======== Data to process ========
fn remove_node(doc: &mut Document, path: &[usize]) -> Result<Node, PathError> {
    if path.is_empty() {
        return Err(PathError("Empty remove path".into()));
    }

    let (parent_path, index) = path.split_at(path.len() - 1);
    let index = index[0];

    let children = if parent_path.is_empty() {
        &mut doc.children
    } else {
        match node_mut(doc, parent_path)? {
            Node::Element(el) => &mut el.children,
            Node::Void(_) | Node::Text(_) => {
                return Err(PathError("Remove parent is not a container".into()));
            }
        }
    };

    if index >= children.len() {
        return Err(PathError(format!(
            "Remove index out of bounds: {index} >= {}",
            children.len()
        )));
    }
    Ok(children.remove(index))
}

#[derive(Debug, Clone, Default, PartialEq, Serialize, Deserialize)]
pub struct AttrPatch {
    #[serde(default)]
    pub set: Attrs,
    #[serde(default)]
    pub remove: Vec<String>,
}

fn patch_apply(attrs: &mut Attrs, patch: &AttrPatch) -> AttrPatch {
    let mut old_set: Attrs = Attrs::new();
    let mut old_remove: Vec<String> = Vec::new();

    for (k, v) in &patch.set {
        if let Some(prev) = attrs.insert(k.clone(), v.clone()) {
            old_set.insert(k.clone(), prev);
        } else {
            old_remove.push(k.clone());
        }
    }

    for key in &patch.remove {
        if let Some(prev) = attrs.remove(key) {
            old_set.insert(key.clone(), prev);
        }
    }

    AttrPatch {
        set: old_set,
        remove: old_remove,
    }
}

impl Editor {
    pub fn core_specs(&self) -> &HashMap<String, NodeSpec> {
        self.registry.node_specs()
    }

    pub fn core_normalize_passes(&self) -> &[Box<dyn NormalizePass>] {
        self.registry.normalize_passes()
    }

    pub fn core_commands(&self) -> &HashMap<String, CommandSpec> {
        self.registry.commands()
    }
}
========
======== Data to process ========
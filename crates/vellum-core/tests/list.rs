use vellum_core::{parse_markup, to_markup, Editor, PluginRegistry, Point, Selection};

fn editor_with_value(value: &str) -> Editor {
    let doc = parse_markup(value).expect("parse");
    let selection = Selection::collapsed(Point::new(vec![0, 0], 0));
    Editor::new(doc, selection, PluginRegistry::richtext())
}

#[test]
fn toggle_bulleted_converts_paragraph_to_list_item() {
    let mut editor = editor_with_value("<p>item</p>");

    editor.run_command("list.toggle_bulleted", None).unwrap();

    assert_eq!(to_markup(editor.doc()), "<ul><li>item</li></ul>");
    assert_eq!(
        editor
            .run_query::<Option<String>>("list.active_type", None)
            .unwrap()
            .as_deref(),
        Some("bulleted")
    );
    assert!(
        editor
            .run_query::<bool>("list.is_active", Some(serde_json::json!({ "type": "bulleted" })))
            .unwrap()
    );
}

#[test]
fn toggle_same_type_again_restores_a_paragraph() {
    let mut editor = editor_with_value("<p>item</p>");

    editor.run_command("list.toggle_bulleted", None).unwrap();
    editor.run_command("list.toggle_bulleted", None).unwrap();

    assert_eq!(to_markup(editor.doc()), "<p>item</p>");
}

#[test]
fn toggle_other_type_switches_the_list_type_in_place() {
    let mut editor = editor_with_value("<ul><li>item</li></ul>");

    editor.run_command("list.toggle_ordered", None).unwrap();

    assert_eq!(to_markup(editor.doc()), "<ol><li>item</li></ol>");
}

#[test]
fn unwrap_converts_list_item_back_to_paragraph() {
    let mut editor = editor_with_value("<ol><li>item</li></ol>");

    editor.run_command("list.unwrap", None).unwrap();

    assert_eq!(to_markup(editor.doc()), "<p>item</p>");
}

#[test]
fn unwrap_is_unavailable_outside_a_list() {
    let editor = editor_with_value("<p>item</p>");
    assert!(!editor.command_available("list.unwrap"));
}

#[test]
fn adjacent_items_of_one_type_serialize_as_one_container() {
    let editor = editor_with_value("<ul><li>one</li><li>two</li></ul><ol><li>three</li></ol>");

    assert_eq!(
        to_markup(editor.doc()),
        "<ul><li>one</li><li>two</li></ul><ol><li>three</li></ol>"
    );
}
========
== Assigned task ==
Where the string "HashMap" shows up in the listing above, copy the line that holds it.

== Worked solution ==
    pub fn core_specs(&self) -> &HashMap<String, NodeSpec> {
    pub fn core_commands(&self) -> &HashMap<String, CommandSpec> {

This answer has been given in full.